Information:
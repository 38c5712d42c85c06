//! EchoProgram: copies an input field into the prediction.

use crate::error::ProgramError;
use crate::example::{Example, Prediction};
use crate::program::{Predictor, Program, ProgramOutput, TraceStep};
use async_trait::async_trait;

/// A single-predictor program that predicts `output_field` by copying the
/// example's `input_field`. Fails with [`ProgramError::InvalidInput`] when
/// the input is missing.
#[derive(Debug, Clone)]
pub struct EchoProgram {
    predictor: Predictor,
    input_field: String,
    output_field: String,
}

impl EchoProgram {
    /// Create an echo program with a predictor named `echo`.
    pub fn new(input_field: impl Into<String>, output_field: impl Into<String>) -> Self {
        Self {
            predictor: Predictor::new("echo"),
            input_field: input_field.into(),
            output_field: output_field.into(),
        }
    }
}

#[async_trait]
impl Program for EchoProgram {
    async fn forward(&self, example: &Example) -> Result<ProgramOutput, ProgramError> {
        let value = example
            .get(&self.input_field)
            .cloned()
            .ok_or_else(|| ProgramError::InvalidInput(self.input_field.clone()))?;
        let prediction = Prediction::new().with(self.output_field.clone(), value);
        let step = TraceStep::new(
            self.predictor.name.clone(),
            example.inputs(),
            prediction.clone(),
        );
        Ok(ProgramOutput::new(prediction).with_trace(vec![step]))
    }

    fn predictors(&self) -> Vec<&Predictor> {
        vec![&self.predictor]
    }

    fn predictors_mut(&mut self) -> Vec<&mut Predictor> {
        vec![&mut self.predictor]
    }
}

Work instruction: Return each line of the entries that holds the string "ProgramError".

Output of the exercise:
use crate::error::ProgramError;
/// example's `input_field`. Fails with [`ProgramError::InvalidInput`] when
    async fn forward(&self, example: &Example) -> Result<ProgramOutput, ProgramError> {
            .ok_or_else(|| ProgramError::InvalidInput(self.input_field.clone()))?;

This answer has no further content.